Uf, I feel terribly behind on blogging. On this site I don’t feel like a two week absence is really worth comment, but yesterday I listed out all the posts I have been wanting to write, and I really am terribly behind. There’s gluten experiments to update you on, veggies to report, advent fun… even though I can’t show you my Christmas knitting, there’s plenty to catch up! So I’ll start two weeks ago…
Christ the King Sunday is the last Sunday of the Christian year, always the Sunday before Thanksgiving and before Advent starts. I feel a special connection to that holiday, since the church Jared and I attended while we were engaged was called Christ the King. Both there and at the church I attended in college, the two places where I really fell in love with Anglicanism, the feast of Christ the King was celebrated.
Since my hobbies have become more culinary, I have been looking for some good input for liturgically appropriate food ideas. Imagine my glee to find this site. I spent a whole afternoon browsing it, and even though bits of it are so Catholic (little boxes of sweets in November to remind us to pray for souls in Purgatory! Childhood me would have loved that), there’s enough crossover to find a lot of fun ideas for feast-day desserts. (If you know any more Anglican sites of liturgical-year food/culture/family activities, please tell me in the comments.)
So I decided to make a crown cake for Christ the King. I actually got the idea and recipe from LMLD specifically.
The results were… humorous. Mostly because I have very little regard for the delicate chemical process that is Baking.
1) I used a non-GF recipe, and just subbed Jules GF flour mix. I’d heard this is a really good flour mix for doing that, so away we went with very little reflection on the subject.
2) I am working on getting sugar out of the house (I should post about that too, ugh), so I did my now-usual substitution of 1/2 c honey for every 1 c sugar, with 1/4 c reduction in other liquids. Except this recipe had next to no actual liquids in it, so I just didn’t do that part. Er.

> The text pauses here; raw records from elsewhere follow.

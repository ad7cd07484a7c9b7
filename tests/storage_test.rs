// ABOUTME: Integration tests for the key-value storage backends
// ABOUTME: Covers versioned compare-and-swap, persistence, and corrupt documents
//
// SPDX-License-Identifier: MIT OR Apache-2.0
// Copyright (c) 2025 Pierre Fitness Intelligence

#![allow(clippy::unwrap_used, clippy::expect_used, clippy::panic)]
#![allow(missing_docs)]

use std::sync::Arc;

use calippo::config::{StorageBackend, StorageConfig};
use calippo::database::DocumentRepository;
use calippo::errors::ErrorCode;
use calippo::models::UserId;
use calippo::storage::factory::{create_store, SharedStore};
use calippo::storage::file::FileStore;
use calippo::storage::memory::MemoryStore;
use calippo::storage::{CasOutcome, KeyValueStore, StorageKey};
use tempfile::TempDir;

async fn exercise_cas(store: &dyn KeyValueStore) {
    let created = store
        .compare_and_swap("k", None, "one".to_owned())
        .await
        .unwrap();
    let CasOutcome::Applied { version: v1 } = created else {
        panic!("first write should apply: {created:?}");
    };

    // absent-only write on an existing key loses
    let again = store
        .compare_and_swap("k", None, "other".to_owned())
        .await
        .unwrap();
    assert_eq!(again, CasOutcome::Conflict { current: Some(v1) });

    let stale = store
        .compare_and_swap("k", Some(v1 + 100), "other".to_owned())
        .await
        .unwrap();
    assert!(!stale.is_applied());

    let updated = store
        .compare_and_swap("k", Some(v1), "two".to_owned())
        .await
        .unwrap();
    let CasOutcome::Applied { version: v2 } = updated else {
        panic!("matching write should apply: {updated:?}");
    };
    assert!(v2 > v1);

    let value = store.get("k").await.unwrap().unwrap();
    assert_eq!(value.value, "two");
    assert_eq!(value.version, v2);

    // versions never repeat across a remove
    assert!(store.remove("k").await.unwrap());
    assert!(!store.remove("k").await.unwrap());
    assert!(store.get("k").await.unwrap().is_none());
    let gone = store
        .compare_and_swap("k", Some(v2), "three".to_owned())
        .await
        .unwrap();
    assert_eq!(gone, CasOutcome::Conflict { current: None });
    let v3 = store.set("k", "three".to_owned()).await.unwrap();
    assert!(v3 > v2);
}

#[tokio::test]
async fn test_memory_store_compare_and_swap() {
    let store = MemoryStore::new();
    exercise_cas(&store).await;
    assert_eq!(store.backend_name(), "memory");
}

#[tokio::test]
async fn test_memory_store_clones_share_entries() {
    let store = MemoryStore::new();
    let other_tab = store.clone();
    store.set("theme", "\"dark\"".to_owned()).await.unwrap();
    assert_eq!(
        other_tab.get("theme").await.unwrap().unwrap().value,
        "\"dark\""
    );
    assert_eq!(other_tab.len().await, 1);
}

#[tokio::test]
async fn test_file_store_compare_and_swap() {
    let dir = TempDir::new().unwrap();
    let store = FileStore::open(dir.path()).await.unwrap();
    exercise_cas(&store).await;
    assert_eq!(store.backend_name(), "file");
}

#[tokio::test]
async fn test_file_store_persists_across_reopen() {
    let dir = TempDir::new().unwrap();
    let first = FileStore::open(dir.path()).await.unwrap();
    let version = first.set("calippo_daily_goal", "2000".to_owned()).await.unwrap();
    drop(first);

    let reopened = FileStore::open(dir.path()).await.unwrap();
    let value = reopened.get("calippo_daily_goal").await.unwrap().unwrap();
    assert_eq!(value.value, "2000");
    assert_eq!(value.version, version);

    // the counter survives too
    let next = reopened.set("theme", "\"light\"".to_owned()).await.unwrap();
    assert!(next > version);
}

#[tokio::test(flavor = "multi_thread", worker_threads = 4)]
async fn test_file_store_handles_on_one_directory_never_lose_updates() {
    let dir = TempDir::new().unwrap();
    let first: SharedStore = Arc::new(FileStore::open(dir.path()).await.unwrap());
    let second: SharedStore = Arc::new(FileStore::open(dir.path()).await.unwrap());

    let counter_on = |store: SharedStore| {
        tokio::spawn(async move {
            let counter = DocumentRepository::<u64>::new(store, "counter", 1000);
            for _ in 0..100 {
                counter
                    .update(|n| {
                        *n += 1;
                        Ok(())
                    })
                    .await
                    .unwrap();
            }
        })
    };
    let (a, b) = tokio::join!(counter_on(first.clone()), counter_on(second));
    a.unwrap();
    b.unwrap();

    let total = DocumentRepository::<u64>::new(first, "counter", 1)
        .get()
        .await
        .unwrap()
        .unwrap();
    assert_eq!(total.value, 200);

    // no staging files left behind
    let mut entries = tokio::fs::read_dir(dir.path()).await.unwrap();
    while let Some(entry) = entries.next_entry().await.unwrap() {
        let name = entry.file_name().to_string_lossy().into_owned();
        assert!(!name.ends_with(".tmp"), "leftover temp file {name}");
    }
}

#[tokio::test]
async fn test_file_store_reports_corrupt_document() {
    let dir = TempDir::new().unwrap();
    let store = FileStore::open(dir.path()).await.unwrap();
    tokio::fs::write(store.path(), b"{ not json").await.unwrap();

    let err = store.get("anything").await.unwrap_err();
    assert_eq!(err.code, ErrorCode::StorageError);
}

#[tokio::test]
async fn test_file_store_empty_document_reads_as_empty() {
    let dir = TempDir::new().unwrap();
    let store = FileStore::open(dir.path()).await.unwrap();
    tokio::fs::write(store.path(), b"").await.unwrap();
    assert!(store.get("anything").await.unwrap().is_none());
}

#[tokio::test]
async fn test_factory_selects_backend() {
    let dir = TempDir::new().unwrap();
    let config = StorageConfig {
        backend: StorageBackend::File,
        data_dir: dir.path().to_path_buf(),
        cas_max_retries: 4,
    };
    let store = create_store(&config).await.unwrap();
    assert_eq!(store.backend_name(), "file");

    let config = StorageConfig {
        backend: StorageBackend::Memory,
        ..config
    };
    assert_eq!(create_store(&config).await.unwrap().backend_name(), "memory");
}

#[test]
fn test_storage_keys() {
    let user = UserId::from("abc");
    assert_eq!(StorageKey::Users.as_key(), "calippo_db_users");
    assert_eq!(StorageKey::CurrentUser.as_key(), "calippo_current_user");
    assert_eq!(StorageKey::History(user.clone()).as_key(), "calippo_history:abc");
    assert_eq!(StorageKey::Stats(user).as_key(), "calippo_stats:abc");
    assert_eq!(StorageKey::DailyGoal.as_key(), "calippo_daily_goal");
    assert_eq!(StorageKey::Theme.as_key(), "theme");
}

3) We didn’t have any yogurt in the house, or even sour cream, and going to the store was not feasible… so I threw in 4 oz cream cheese and some milk. Never mind that this would turn it into an entirely different kind of cake.
4) I read some blogs on how to properly use a bundt pan… after the cake was already baking.
5) I tried to remember the last time I had baked a cake, and in discussion with Jared, the last cake we could remember me baking was for his birthday… when we were engaged. So… over six and a half years ago. Our cake pans long ago rusted out from sitting under large indoor pots of chard and kale.
So… yeah. The result took a weirdly longer time to cook, collapsed humorously in the silicone bundt pan (which we’ve never gotten to work well), and was very dense, almost like an eggy pound cake. However, it was edible, and I ate my slices for breakfast with lemon curd. Not bad at all.
The browned butter icing was super tasty, though. Even if being piped through a ziploc with a corner cut off did not lend itself to excessive cuteness.
So I will never be a pastry chef. Not exactly news.
Enough words. That was way too many words. Less words for the something pretty: the thanksgiving table(s) at my in-laws house.
(And no, I didn’t put on any filters; my lens was just foggy on one side and I didn’t notice.)
A bunch of Osborns full of food.
So part of why I haven’t been posting this week is because I’ve been regressing a little bit. And when I say “regressing,” I mean literally “doing the things I did to tune out in high school.” Like, watching SG-1 and playing adventure games. I haven’t been that inclined to cook or clean or knit or blog or walk or whatever. I kinda just want to be left alone to play Monkey Island (TM).
Not that I don’t have my share of excuses. There’s the business of holidays and traveling, and the fact that I’m only just over a weird cold-sinus-thing, and a couple unpleasant new pregnancy symptoms, and the sudden and total gloom of every single day being miserably overcast with no more hope of surprisingly warm days until at least March. That’d be enough to tempt anyone to some serious hibernation.
It probably isn’t much more than that, though there are a couple issues for long-term healing that are slowly surfacing as well. (Nothing earth-shattering, but definitely not internet-ready.) The real descent of winter has always been a little hard for me, though nothing like it used to be. I hit a wall, then find a quieter stride.
But like any good avoider, I have to watch myself. Because tuning out is only so restorative, and at a certain point gets in the way of real recharging. And I quite often just lack the self-control to choose the true rest, that will make me well, over the “relaxation” that will just scratch an itch and leave me still tired.
This is part of why I need my vocations. To be a mother, and eventually to be a pastor, there is no way to get away with long-term tuning out, regular avoidance. My personality carries a powerful undercurrent of inertia that would leave me quite content – if not exactly happy – being half-alive to the world, to God, to myself. But on this life path, I am forced back into patterns of spiritual discipline, just in order to keep doing my job. I am forced to keep growing, because my interpersonal skill set needs work. I am led to a better way than my flesh would let me get away with. Harder, but more alive, and becoming more alive.